Search by
Factual background
The case arises from a truck accident on 29 March 2021 on a ramp connecting Route 132 to Autoroute 15 North near the new Champlain Bridge. A semi-trailer truck overturned on this access ramp, blocking both lanes of the ramp and causing significant physical damage to the end portion of the safety guardrail. The plaintiff, Groupe Signature sur le Saint-Laurent S.E.N.C., is the consortium responsible for the design, construction, financing and maintenance of the new bridge over the Saint-Lawrence River under a long-term contract with the federal government. It claimed to have suffered material losses as a result of the accident, including costs associated with damage to bridge infrastructure and related works. The truck involved in the incident was owned by the corporate defendant 7173041 Canada Inc. (“Canada inc.”) and driven by the individual defendant, Omar Chehaita. Canada inc. admitted ownership of the vehicle, and Mr Chehaita testified at trial but did not actively contest the merits of the claim. Two additional individuals, Paul Singh and Charnjit Singh, were also named as defendants, but their precise role in relation to the truck, the accident, or the plaintiff was not established on the evidence, which later proved decisive for their position in the case.
Procedural posture and positions of the parties
The matter was heard in the Small Claims Division of the Court of Québec. Groupe Signature sur le Saint-Laurent sued the defendants in civil liability, relying on a “Detail of costs” schedule as the basis for its alleged damages. Canada inc., in its written defence, pleaded prescription (limitation) and challenged the quantum of damages as exaggerated, although it was not represented at the hearing. Mr Chehaita appeared and testified but did not formally contest the claim. The two Singh defendants did not succeed in being linked by evidence to the accident or to any contractual or legal relationship with the plaintiff. The court therefore had to determine whether it had jurisdiction, what substantive legal framework applied to the accident, whether liability was established under that framework, and, crucially, whether the plaintiff had proven any recoverable loss.

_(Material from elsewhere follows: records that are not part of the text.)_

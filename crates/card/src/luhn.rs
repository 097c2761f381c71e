//! Luhn (mod 10) checksum.
//!
//! Digits are weighted from the right: every second digit is doubled and
//! reduced to a single digit, the rest are taken as-is. A number is valid
//! when the weighted sum is a multiple of 10.

use crate::number::clean_number;
use crate::{MAX_DIGITS, MIN_DIGITS};

/// Validates a raw card number.
///
/// Spaces are stripped first. The cleaned number must be 13-19 ASCII digits
/// and pass the Luhn checksum. Malformed input returns `false`.
///
/// # Example
/// ```
/// use datacap_card::validate;
///
/// assert!(validate("4111 1111 1111 1111"));
/// assert!(!validate("4111111111111112"));
/// assert!(!validate("4111-1111-1111-1111"));
/// ```
pub fn validate(raw: &str) -> bool {
    is_valid_cleaned(&clean_number(raw))
}

/// Length and checksum test on an already cleaned number.
pub(crate) fn is_valid_cleaned(cleaned: &str) -> bool {
    let len = cleaned.chars().count();
    if !(MIN_DIGITS..=MAX_DIGITS).contains(&len) {
        return false;
    }

    luhn_sum(cleaned).is_some_and(|sum| sum % 10 == 0)
}

/// Computes the check digit that makes `partial` followed by it Luhn-valid.
///
/// Returns `None` if `partial` contains anything other than ASCII digits.
///
/// # Example
/// ```
/// use datacap_card::luhn_check_digit;
///
/// assert_eq!(luhn_check_digit("411111111111111"), Some(1));
/// assert_eq!(luhn_check_digit("41x"), None);
/// ```
pub fn luhn_check_digit(partial: &str) -> Option<u8> {
    if !partial.bytes().all(|b| b.is_ascii_digit()) {
        return None;
    }

    // With a trailing 0 every payload digit sits at its final index and the
    // check position contributes nothing.
    let sum = luhn_sum(&format!("{partial}0"))?;
    u8::try_from((10 - sum % 10) % 10).ok()
}

/// Weighted sum over the digits, or `None` at the first non-digit.
#[inline]
fn luhn_sum(digits: &str) -> Option<u32> {
    digits
        .chars()
        .rev()
        .enumerate()
        .try_fold(0u32, |sum, (idx, c)| {
            let digit = c.to_digit(10)?;
            let contribution = match (idx % 2 == 1, digit) {
                (true, 9) => 9,
                (true, d) => (d * 2) % 9,
                (false, d) => d,
            };
            Some(sum + contribution)
        })
}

Legal framework governing liability
The court first confirmed that the accident fell under Québec’s Loi sur l’assurance automobile (LAA). The LAA defines an “accident” as any event in which damage is caused by an automobile, and “automobile” broadly covers any motor-driven vehicle adapted for use on public roads. Because the accident involved a truck (an automobile under the LAA) on a public road and resulted in damage to other property (bridge structure and safety devices), the material damage provisions of the LAA were engaged. Under article 84.1 LAA, any damage to an automobile or other property caused in an accident constitutes material prejudice, and any person suffering such material prejudice is treated as a “victim” for the purposes of the statute. Articles 108 and 109 LAA establish powerful presumptions of liability: the owner of the automobile is responsible for material damage caused by that automobile, and the driver is jointly liable with the owner unless they can prove that the accident was caused by the fault of the victim, a third party, or by force majeure unrelated to the condition or functioning of the vehicle, the driver’s health, or a passenger’s act. These provisions create a strict liability type regime in which the owner and driver carry the burden of establishing recognised grounds of exoneration. They must positively prove such grounds; simply showing absence of fault is not enough to displace the statutory presumption.

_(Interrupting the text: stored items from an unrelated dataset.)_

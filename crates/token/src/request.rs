//! Wire model for the tokenization endpoint

use std::fmt;

use chrono::{DateTime, Utc};
use datacap_card::detect_brand;
use serde::Serialize;
use serde_json::Value;
use tracing::{debug, warn};
use uuid::Uuid;

use crate::config::{Mode, TokenConfig};
use crate::error::{TokenError, TokenResult};
use crate::model::{CardData, Token, APPROVED_CODE};

/// Request correlation ID header
pub const X_REQUEST_ID: &str = "X-Request-ID";

/// Header flagging certification traffic
pub const X_CERTIFICATION_MODE: &str = "X-Certification-Mode";

/// JSON body posted to the tokenization endpoint.
///
/// `Debug` redacts the card number and CVV.
#[derive(Clone, Serialize)]
#[serde(rename_all = "camelCase")]
pub struct TokenRequest {
    /// Public key of the active mode
    pub public_key: String,
    /// Card number without spaces
    pub card_number: String,
    /// Two-digit month
    pub expiration_month: String,
    /// Two-digit year
    pub expiration_year: String,
    /// Card verification value
    pub cvv: String,
    /// True when posting to the certification environment
    pub is_certification: bool,
    /// Correlation ID sent as a header, not in the body
    #[serde(skip)]
    pub request_id: Uuid,
}

impl TokenRequest {
    /// Build a request for `card` with the key and mode from `config`
    pub fn new(config: &TokenConfig, card: &CardData) -> TokenResult<Self> {
        let public_key = config
            .public_key()
            .ok_or(TokenError::MissingApiConfiguration)?;

        Ok(Self {
            public_key: public_key.to_string(),
            card_number: card.cleaned_number(),
            expiration_month: card.expiration_month.clone(),
            expiration_year: card.expiration_year.clone(),
            cvv: card.cvv.clone(),
            is_certification: config.mode == Mode::Certification,
            request_id: Uuid::new_v4(),
        })
    }

    /// Headers to send with the body
    pub fn headers(&self) -> Vec<(String, String)> {
        let mut headers = vec![
            ("Content-Type".to_string(), "application/json".to_string()),
            ("Authorization".to_string(), self.public_key.clone()),
            (X_REQUEST_ID.to_string(), self.request_id.to_string()),
        ];
        if self.is_certification {
            headers.push((X_CERTIFICATION_MODE.to_string(), "true".to_string()));
        }
        headers
    }

    /// Serialized body
    pub fn to_json(&self) -> TokenResult<String> {
        Ok(serde_json::to_string(self)?)
    }
}

impl fmt::Debug for TokenRequest {
    fn fmt(&self, f: &mut fmt::Formatter<'_>) -> fmt::Result {
        f.debug_struct("TokenRequest")
            .field("card_number", &datacap_card::mask_number(&self.card_number))
            .field("expiration_month", &self.expiration_month)
            .field("expiration_year", &self.expiration_year)
            .field("cvv", &"***")
            .field("is_certification", &self.is_certification)
            .field("request_id", &self.request_id)
            .finish_non_exhaustive()
    }
}

/// Read `key` from a JSON object if it holds a string; other types count as absent
pub(crate) fn str_field(body: &Value, key: &str) -> Option<String> {
    body.get(key).and_then(Value::as_str).map(str::to_string)
}

/// Turn an HTTP status and body into a token or the matching error.
///
/// Each field is read on its own, so a field of an unexpected type falls
/// back to its default instead of failing the whole response.
pub fn interpret_response(
    status: u16,
    body: &str,
    card: &CardData,
    now: DateTime<Utc>,
) -> TokenResult<Token> {
    let parsed = serde_json::from_str::<Value>(body)
        .ok()
        .filter(Value::is_object);

    if status != 200 {
        debug!(status, "Tokenization endpoint returned an error status");
        return Err(match parsed.as_ref().and_then(|json| str_field(json, "error")) {
            Some(message) => TokenError::TokenizationFailed(message),
            None => TokenError::Network(format!("HTTP {status}")),
        });
    }

    let json = parsed.ok_or_else(|| TokenError::failed("Invalid response format"))?;

    if let Some(message) = str_field(&json, "error") {
        return Err(TokenError::TokenizationFailed(message));
    }

    let token = str_field(&json, "token")
        .filter(|t| !t.is_empty())
        .ok_or_else(|| TokenError::failed("Missing token in response"))?;

    let local_last4: String = {
        let cleaned = card.cleaned_number();
        let skip = cleaned.chars().count().saturating_sub(4);
        cleaned.chars().skip(skip).collect()
    };
    if let Some(remote) = str_field(&json, "last4") {
        if remote != local_last4 {
            warn!(remote_last4 = %remote, "Endpoint reported different last four digits");
        }
    }

    let card_type = str_field(&json, "brand")
        .unwrap_or_else(|| detect_brand(&card.card_number).display_name().to_string());

    Ok(Token {
        token,
        masked_card_number: card.masked_number(),
        card_type,
        expiration_date: card.expiration_date(),
        response_code: str_field(&json, "responseCode")
            .unwrap_or_else(|| APPROVED_CODE.to_string()),
        response_message: str_field(&json, "responseMessage")
            .unwrap_or_else(|| "Success".to_string()),
        timestamp: now,
    })
}
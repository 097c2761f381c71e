//! Config command - show the effective tokenization configuration

use crate::output::{is_json, print_json};
use anyhow::Result;
use datacap_token::Config;
use owo_colors::OwoColorize;
use serde_json::json;
use std::path::Path;

/// Print the loaded configuration with public keys redacted
pub fn run(config_path: Option<&Path>, format: &str) -> Result<bool> {
    let config = Config::load(config_path)?;
    let settings = config.settings.redacted();
    let source = config
        .path
        .as_ref()
        .map(|p| p.display().to_string())
        .unwrap_or_else(|| "defaults".to_string());
    let valid = config.settings.validate();

    if is_json(format) {
        print_json(&json!({
            "source": source,
            "settings": settings,
            "endpoint": settings.endpoint(),
            "saleEndpoint": settings.sale_endpoint(),
            "valid": valid.is_ok(),
            "problem": valid.as_ref().err().map(ToString::to_string),
        }))?;
        return Ok(true);
    }

    println!("{}", "Tokenization configuration".bold());
    println!("  Source:       {}", source.dimmed());
    println!("  Mode:         {}", settings.mode);
    println!(
        "  Endpoint:     {}",
        settings.endpoint().unwrap_or("(none, demo tokens are local)")
    );
    println!(
        "  Sale:         {}",
        settings.sale_endpoint().unwrap_or("(none, demo sales are local)")
    );
    println!(
        "  Cert key:     {}",
        settings.certification_public_key.as_deref().unwrap_or("-")
    );
    println!(
        "  Prod key:     {}",
        settings.production_public_key.as_deref().unwrap_or("-")
    );
    println!("  Timeout:      {}s", settings.timeout_secs);
    match valid {
        Ok(()) => println!("  Status:       {}", "✓ ready".green()),
        Err(e) => println!("  Status:       {} {}", "✗".red(), e),
    }

    Ok(true)
}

Inapplicability of the direct compensation convention
The court then considered whether the “Convention d’indemnisation directe pour le règlement des sinistres automobiles” (the Direct Compensation Agreement) applied. This contractual regime, referred to in articles 115 and 116 LAA, is designed primarily for collisions involving at least two automobiles and channels the owner’s recourse through their own automobile insurer under a predetermined allocation mechanism. The judge concluded that the Convention did not apply in this situation because the material damage did not result from a collision between two automobiles; instead, a single truck damaged external property – the bridge and its infrastructure. As a result, the special direct-compensation regime was not triggered, and the plaintiff was entitled to proceed under the ordinary rules of civil law, supplemented by the LAA’s presumptions of liability.

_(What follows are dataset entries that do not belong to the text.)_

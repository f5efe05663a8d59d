// Copyright (c) 2025 Ken Barker

// Permission is hereby granted, free of charge, to any person obtaining a copy
// of this software and associated documentation files (the "Software"),
// to deal in the Software without restriction, including without limitation the
// rights to use, copy, modify, merge, publish, distribute, sublicense, and/or
// sell copies of the Software, and to permit persons to whom the Software is
// furnished to do so, subject to the following conditions:

// The above copyright notice and this permission notice shall be included in
// all copies or substantial portions of the Software.

// THE SOFTWARE IS PROVIDED "AS IS", WITHOUT WARRANTY OF ANY KIND, EXPRESS OR
// IMPLIED, INCLUDING BUT NOT LIMITED TO THE WARRANTIES OF MERCHANTABILITY,
// FITNESS FOR A PARTICULAR PURPOSE AND NONINFRINGEMENT. IN NO EVENT SHALL THE
// AUTHORS OR COPYRIGHT HOLDERS BE LIABLE FOR ANY CLAIM, DAMAGES OR OTHER
// LIABILITY, WHETHER IN AN ACTION OF CONTRACT, TORT OR OTHERWISE, ARISING FROM,
// OUT OF OR IN CONNECTION WITH THE SOFTWARE OR THE USE OR OTHER DEALINGS IN
// THE SOFTWARE.

//! The gravity module contains the WGS 84 normal gravity model: the
//! closed-form (Somigliana) expression for gravity on the surface of the
//! ellipsoid together with a free-air correction for altitude, see
//! [Gravity of Earth](https://en.wikipedia.org/wiki/Gravity_of_Earth).
//!
//! No input validation is performed; non-finite latitudes or altitudes
//! propagate NaN/∞ through the formulas.

#![allow(clippy::suboptimal_flops)]

use crate::ellipsoid::wgs84;
use crate::Metres;

/// Calculate normal gravity on the surface of the WGS 84 ellipsoid.
/// * `sq_sin_lat` - the square of the sine of the geodetic latitude.
///
/// returns the surface gravity in m/s².
/// # Examples
/// ```
/// use nav_geoparams::gravity::calculate_surface_gravity;
/// use nav_geoparams::ellipsoid::wgs84;
///
/// // Normal gravity at the equator.
/// assert_eq!(wgs84::G0, calculate_surface_gravity(0.0));
/// ```
#[must_use]
pub fn calculate_surface_gravity(sq_sin_lat: f64) -> f64 {
    wgs84::G0 * (1.0 + wgs84::K * sq_sin_lat) / libm::sqrt(1.0 - wgs84::E_2 * sq_sin_lat)
}

/// Calculate normal gravity at an altitude above the WGS 84 ellipsoid.
/// * `sq_sin_lat` - the square of the sine of the geodetic latitude.
/// * `altitude` - the altitude above the surface of the ellipsoid.
///
/// returns the local gravity in m/s².
/// # Examples
/// ```
/// use nav_geoparams::Metres;
/// use nav_geoparams::gravity::calculate_gravity;
/// use nav_geoparams::ellipsoid::wgs84;
///
/// // The altitude correction vanishes on the surface.
/// assert_eq!(wgs84::G0, calculate_gravity(0.0, Metres(0.0)));
/// ```
#[must_use]
pub fn calculate_gravity(sq_sin_lat: f64, altitude: Metres) -> f64 {
    let g1 = calculate_surface_gravity(sq_sin_lat);
    let h = altitude.0;
    let a = wgs84::A.0;
    g1 * (1.0 - (2.0 / a) * (1.0 + wgs84::F + wgs84::M - 2.0 * wgs84::F * sq_sin_lat) * h
        + 3.0 * h * h / (a * a))
}

#[cfg(test)]
mod tests {
    use super::*;
    use angle_sc::is_within_tolerance;

    #[test]
    fn test_surface_gravity_at_equator() {
        // both correction terms vanish, so the value is exact
        assert_eq!(wgs84::G0, calculate_surface_gravity(0.0));
        assert_eq!(wgs84::G0, calculate_gravity(0.0, Metres(0.0)));
    }

    #[test]
    fn test_surface_gravity_at_pole() {
        // sin²(lat) is one at the poles
        assert!(is_within_tolerance(
            9.832_184_937_8,
            calculate_surface_gravity(1.0),
            1e-6
        ));
        assert!(is_within_tolerance(
            9.832_184_937_8,
            calculate_gravity(1.0, Metres(0.0)),
            1e-6
        ));
    }

    #[test]
    fn test_gravity_decreases_with_altitude() {
        let g_surface = calculate_gravity(0.5, Metres(0.0));
        let g_1km = calculate_gravity(0.5, Metres(1_000.0));
        let g_10km = calculate_gravity(0.5, Metres(10_000.0));

        assert!(g_1km < g_surface);
        assert!(g_10km < g_1km);

        // the free-air gradient is roughly 3.1e-6 m/s² per metre
        assert!(is_within_tolerance(g_surface - 3.1e-3, g_1km, 1e-4));
    }
}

Use of case law and doctrinal authorities
To interpret and apply articles 84.1, 108, 109 and 115 LAA, the court relied on both doctrinal commentary and a series of Québec decisions. Scholarly commentary emphasises that the responsibility of the owner and driver is strict in nature, that the exceptions to liability are narrowly framed, and that the burden of proving any exonerating circumstances rests squarely on those parties. The judge also surveyed prior cases where automobiles caused damage to non-automobile property: for example, collisions with horse-drawn vehicles, farm equipment such as hay bale elevators, residential structures, and electricity masts and aerial power lines. In those authorities, courts have consistently treated such incidents as accidents under the LAA, applied the presumptions of liability against owners and drivers, and required clear proof of fault by the victim, a third party, or force majeure for any exoneration. One reference case did illustrate exoneration where the evidence showed that low-hanging power lines, rather than any fault in the truck’s operation, were the true cause of the accident, demonstrating that the presumption can be rebutted on compelling proof of third-party fault.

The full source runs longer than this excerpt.